= DIRECTIONS FOR THIS TASK =
Reproduce only the lines of the material below that start at the line containing "async fn get_response_status(&self, id: &str)" and stop at the line containing "async fn add_blocked_domain(&self, domain: &str)". Keep both end lines.

= RECORDS PROVIDED =

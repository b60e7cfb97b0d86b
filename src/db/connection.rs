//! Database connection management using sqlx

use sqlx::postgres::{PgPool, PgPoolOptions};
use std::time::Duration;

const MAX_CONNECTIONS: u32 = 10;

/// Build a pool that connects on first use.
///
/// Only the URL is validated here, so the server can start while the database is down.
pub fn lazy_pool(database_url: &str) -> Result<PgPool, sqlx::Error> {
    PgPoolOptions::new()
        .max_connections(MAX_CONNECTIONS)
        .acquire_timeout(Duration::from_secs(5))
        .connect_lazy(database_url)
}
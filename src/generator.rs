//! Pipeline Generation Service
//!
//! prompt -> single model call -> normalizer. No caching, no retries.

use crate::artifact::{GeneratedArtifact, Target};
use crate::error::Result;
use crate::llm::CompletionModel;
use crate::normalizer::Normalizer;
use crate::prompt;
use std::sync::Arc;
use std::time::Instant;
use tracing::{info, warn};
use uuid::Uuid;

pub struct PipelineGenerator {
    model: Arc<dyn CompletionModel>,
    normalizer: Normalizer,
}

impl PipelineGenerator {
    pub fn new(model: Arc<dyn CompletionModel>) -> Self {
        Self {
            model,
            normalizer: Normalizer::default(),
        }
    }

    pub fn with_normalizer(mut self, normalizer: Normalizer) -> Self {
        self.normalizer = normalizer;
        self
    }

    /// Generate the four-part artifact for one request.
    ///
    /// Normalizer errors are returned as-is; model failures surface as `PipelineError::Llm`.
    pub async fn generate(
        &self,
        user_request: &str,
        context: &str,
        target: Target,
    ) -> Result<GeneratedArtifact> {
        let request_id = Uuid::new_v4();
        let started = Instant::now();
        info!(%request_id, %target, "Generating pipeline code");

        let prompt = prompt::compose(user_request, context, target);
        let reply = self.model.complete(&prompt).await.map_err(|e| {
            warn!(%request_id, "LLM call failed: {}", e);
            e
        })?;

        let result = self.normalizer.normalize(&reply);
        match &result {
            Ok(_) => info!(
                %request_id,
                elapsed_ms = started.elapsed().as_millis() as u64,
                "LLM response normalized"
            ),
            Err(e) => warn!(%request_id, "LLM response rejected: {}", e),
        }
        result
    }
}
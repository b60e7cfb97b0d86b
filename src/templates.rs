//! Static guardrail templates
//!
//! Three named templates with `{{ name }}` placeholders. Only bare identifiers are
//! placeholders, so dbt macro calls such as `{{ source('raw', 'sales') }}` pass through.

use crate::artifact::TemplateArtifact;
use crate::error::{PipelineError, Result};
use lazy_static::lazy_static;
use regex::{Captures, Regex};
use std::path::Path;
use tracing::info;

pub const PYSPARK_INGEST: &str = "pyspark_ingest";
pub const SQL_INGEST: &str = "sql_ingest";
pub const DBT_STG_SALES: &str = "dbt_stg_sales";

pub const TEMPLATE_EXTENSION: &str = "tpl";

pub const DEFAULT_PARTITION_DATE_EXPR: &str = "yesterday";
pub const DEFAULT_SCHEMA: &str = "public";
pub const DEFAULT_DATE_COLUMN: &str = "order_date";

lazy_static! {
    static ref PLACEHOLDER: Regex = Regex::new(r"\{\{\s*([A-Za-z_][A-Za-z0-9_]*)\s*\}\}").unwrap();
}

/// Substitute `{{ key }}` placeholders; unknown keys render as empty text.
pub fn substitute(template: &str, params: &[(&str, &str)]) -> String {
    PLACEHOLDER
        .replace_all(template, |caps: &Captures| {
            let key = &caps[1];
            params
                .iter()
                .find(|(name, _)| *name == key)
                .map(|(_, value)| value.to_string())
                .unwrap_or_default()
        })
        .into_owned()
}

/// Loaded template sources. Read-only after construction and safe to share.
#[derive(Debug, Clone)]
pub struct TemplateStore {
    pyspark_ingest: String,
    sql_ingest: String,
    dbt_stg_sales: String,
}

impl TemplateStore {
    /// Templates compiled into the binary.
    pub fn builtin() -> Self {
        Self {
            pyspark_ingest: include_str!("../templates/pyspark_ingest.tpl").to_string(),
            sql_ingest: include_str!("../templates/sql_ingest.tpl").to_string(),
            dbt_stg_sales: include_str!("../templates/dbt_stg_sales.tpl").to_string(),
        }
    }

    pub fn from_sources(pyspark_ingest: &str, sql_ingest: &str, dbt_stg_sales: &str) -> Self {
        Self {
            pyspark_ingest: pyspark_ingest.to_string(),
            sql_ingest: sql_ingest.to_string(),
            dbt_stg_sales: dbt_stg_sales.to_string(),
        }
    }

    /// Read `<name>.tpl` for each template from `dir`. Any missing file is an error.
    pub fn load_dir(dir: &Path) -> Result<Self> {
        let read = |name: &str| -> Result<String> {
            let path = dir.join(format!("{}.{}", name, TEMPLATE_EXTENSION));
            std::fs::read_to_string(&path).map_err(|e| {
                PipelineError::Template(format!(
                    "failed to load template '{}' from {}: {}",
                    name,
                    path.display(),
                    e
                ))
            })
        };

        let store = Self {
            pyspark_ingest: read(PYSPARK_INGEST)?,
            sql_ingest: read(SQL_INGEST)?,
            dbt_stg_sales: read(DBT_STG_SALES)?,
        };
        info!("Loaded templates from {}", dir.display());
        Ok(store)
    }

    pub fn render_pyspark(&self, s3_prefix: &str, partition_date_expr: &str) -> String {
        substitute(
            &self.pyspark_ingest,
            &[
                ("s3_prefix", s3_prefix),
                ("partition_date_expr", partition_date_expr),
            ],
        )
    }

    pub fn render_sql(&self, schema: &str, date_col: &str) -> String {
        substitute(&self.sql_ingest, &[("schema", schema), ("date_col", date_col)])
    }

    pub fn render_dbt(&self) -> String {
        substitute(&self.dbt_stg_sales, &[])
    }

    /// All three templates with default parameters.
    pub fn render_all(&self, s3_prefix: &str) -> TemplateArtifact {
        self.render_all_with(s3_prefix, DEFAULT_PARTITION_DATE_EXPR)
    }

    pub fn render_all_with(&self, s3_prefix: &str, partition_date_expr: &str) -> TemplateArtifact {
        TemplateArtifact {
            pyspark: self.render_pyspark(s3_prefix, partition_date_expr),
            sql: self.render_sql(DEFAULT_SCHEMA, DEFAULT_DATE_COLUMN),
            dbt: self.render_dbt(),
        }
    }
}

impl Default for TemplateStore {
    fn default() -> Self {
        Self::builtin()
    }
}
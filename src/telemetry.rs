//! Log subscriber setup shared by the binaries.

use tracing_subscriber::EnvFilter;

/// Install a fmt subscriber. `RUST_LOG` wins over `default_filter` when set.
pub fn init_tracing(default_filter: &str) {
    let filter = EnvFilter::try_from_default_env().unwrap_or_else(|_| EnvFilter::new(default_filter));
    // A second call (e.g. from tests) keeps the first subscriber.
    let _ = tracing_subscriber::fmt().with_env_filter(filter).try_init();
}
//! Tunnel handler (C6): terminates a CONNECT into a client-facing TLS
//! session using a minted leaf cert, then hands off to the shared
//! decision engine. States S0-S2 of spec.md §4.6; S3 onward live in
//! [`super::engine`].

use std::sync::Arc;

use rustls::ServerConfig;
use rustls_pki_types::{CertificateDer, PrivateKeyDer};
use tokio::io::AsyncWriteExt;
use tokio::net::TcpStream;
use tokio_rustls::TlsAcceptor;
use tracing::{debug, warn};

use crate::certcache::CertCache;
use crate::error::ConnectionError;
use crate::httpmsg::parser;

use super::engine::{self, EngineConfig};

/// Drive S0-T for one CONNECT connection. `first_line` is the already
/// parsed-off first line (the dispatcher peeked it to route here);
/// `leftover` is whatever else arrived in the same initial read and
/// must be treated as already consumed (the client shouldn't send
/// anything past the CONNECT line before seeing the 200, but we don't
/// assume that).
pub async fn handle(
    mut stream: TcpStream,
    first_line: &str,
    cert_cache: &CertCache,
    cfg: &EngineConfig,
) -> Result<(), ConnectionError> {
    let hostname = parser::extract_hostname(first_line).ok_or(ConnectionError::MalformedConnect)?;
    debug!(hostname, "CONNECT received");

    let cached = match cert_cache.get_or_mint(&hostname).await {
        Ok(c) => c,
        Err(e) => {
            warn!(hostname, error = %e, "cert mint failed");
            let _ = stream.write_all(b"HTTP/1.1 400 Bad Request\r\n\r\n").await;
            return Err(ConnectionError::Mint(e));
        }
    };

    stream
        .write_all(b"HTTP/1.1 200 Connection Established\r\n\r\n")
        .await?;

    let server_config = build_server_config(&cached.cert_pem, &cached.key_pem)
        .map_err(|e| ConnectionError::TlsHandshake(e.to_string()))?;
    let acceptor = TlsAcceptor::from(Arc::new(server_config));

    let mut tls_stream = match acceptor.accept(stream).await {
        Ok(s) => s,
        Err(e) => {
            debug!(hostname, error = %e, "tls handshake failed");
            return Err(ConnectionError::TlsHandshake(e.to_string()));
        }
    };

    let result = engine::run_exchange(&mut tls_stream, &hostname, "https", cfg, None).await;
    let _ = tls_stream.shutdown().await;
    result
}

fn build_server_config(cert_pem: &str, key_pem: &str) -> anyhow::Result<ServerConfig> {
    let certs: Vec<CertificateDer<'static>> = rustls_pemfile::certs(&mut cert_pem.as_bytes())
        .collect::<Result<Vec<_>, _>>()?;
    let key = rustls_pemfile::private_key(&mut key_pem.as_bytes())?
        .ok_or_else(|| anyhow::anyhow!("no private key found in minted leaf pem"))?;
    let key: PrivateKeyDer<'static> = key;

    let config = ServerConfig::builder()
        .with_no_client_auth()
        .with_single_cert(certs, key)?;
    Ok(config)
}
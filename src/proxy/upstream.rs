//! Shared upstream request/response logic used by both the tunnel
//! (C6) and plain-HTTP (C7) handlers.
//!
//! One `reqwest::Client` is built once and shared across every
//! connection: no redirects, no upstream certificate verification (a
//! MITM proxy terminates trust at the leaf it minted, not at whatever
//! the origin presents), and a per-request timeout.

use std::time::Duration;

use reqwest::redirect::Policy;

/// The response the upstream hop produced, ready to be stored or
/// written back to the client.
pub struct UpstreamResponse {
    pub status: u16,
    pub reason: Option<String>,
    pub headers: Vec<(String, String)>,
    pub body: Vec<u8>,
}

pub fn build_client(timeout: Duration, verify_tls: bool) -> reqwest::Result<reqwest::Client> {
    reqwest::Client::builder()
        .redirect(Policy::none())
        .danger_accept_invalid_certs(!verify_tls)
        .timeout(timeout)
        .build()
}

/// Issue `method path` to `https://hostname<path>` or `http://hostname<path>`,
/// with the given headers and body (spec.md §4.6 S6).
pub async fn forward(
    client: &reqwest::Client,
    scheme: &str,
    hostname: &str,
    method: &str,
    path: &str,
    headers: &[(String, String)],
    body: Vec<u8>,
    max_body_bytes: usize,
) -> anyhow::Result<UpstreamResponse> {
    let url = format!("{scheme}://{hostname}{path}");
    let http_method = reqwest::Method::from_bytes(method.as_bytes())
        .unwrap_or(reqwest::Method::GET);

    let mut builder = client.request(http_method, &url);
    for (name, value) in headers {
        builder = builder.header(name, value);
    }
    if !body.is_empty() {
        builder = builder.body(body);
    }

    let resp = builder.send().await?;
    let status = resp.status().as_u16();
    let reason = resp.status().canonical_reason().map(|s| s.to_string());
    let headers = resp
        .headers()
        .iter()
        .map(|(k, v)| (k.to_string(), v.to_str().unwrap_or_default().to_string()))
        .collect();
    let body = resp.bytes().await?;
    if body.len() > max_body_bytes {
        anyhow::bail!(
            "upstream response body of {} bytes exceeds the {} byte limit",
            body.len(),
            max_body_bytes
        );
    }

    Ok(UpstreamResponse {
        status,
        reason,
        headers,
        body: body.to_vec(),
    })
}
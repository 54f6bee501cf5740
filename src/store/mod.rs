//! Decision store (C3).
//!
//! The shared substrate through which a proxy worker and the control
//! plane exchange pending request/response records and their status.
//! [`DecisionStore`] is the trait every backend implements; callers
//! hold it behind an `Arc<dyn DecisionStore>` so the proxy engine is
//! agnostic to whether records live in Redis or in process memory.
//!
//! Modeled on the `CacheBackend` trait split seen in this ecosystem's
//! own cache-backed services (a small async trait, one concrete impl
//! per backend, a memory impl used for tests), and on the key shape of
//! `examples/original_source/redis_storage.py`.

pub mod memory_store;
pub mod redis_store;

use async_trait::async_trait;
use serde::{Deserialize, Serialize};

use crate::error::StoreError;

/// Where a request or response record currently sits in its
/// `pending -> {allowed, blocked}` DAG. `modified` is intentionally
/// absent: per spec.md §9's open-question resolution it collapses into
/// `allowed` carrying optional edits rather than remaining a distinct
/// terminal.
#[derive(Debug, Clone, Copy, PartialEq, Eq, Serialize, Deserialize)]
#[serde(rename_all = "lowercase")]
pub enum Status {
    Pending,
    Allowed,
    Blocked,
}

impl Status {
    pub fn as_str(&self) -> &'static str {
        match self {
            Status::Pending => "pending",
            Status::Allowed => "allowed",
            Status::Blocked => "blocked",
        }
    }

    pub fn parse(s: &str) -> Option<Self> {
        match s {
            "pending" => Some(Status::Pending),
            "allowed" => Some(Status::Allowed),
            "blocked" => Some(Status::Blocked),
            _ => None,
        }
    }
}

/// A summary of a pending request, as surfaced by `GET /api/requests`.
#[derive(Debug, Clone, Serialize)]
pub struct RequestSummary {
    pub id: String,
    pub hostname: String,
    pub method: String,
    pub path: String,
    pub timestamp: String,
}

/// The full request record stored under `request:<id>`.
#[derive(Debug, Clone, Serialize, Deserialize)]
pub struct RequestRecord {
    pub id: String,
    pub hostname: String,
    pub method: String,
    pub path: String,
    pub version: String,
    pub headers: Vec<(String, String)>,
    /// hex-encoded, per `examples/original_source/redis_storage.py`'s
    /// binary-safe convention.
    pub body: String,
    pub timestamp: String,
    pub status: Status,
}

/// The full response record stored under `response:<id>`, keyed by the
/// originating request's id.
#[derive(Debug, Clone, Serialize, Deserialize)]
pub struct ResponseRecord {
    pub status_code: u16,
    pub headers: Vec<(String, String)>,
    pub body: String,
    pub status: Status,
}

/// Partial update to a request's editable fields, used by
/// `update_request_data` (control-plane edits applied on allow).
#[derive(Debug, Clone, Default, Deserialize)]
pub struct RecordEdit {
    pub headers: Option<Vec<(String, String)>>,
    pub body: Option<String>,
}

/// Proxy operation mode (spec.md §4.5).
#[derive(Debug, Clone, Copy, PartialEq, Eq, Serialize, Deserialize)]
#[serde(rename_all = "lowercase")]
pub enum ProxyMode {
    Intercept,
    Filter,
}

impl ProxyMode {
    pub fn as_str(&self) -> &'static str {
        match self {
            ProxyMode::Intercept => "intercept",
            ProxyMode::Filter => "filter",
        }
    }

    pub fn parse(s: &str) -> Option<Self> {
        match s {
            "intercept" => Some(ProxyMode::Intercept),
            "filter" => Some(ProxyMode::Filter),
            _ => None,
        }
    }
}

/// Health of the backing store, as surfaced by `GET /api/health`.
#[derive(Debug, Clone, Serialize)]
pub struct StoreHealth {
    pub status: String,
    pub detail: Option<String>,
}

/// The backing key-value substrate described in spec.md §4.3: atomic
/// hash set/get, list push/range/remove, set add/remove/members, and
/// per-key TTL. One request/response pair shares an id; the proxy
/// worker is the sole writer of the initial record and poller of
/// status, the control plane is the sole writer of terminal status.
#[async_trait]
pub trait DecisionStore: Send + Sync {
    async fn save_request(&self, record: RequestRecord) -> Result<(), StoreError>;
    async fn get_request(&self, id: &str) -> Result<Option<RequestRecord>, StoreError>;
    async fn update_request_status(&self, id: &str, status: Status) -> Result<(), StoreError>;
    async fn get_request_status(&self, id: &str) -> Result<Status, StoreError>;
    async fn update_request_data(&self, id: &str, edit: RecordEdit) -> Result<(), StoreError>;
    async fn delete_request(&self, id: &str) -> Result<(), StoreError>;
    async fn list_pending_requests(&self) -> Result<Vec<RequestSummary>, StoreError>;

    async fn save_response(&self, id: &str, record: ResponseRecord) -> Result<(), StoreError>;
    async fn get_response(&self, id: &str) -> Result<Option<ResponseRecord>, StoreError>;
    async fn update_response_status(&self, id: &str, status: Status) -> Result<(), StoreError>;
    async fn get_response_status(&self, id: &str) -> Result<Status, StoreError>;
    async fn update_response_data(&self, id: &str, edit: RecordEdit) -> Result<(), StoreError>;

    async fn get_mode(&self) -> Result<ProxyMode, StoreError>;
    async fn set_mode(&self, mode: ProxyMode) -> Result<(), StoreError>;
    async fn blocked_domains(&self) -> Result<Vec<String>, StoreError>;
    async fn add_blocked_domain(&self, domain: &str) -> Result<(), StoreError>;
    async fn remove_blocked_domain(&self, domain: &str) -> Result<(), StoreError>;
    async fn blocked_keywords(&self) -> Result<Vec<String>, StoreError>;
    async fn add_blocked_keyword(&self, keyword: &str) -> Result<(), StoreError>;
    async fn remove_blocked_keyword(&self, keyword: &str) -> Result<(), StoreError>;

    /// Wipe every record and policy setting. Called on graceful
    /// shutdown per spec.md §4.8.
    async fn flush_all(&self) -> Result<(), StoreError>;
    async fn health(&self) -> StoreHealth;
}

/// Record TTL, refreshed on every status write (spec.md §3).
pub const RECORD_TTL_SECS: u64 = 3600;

= EXPECTED OUTPUT =
    async fn get_response_status(&self, id: &str) -> Result<Status, StoreError>;
    async fn update_response_data(&self, id: &str, edit: RecordEdit) -> Result<(), StoreError>;

    async fn get_mode(&self) -> Result<ProxyMode, StoreError>;
    async fn set_mode(&self, mode: ProxyMode) -> Result<(), StoreError>;
    async fn blocked_domains(&self) -> Result<Vec<String>, StoreError>;
    async fn add_blocked_domain(&self, domain: &str) -> Result<(), StoreError>;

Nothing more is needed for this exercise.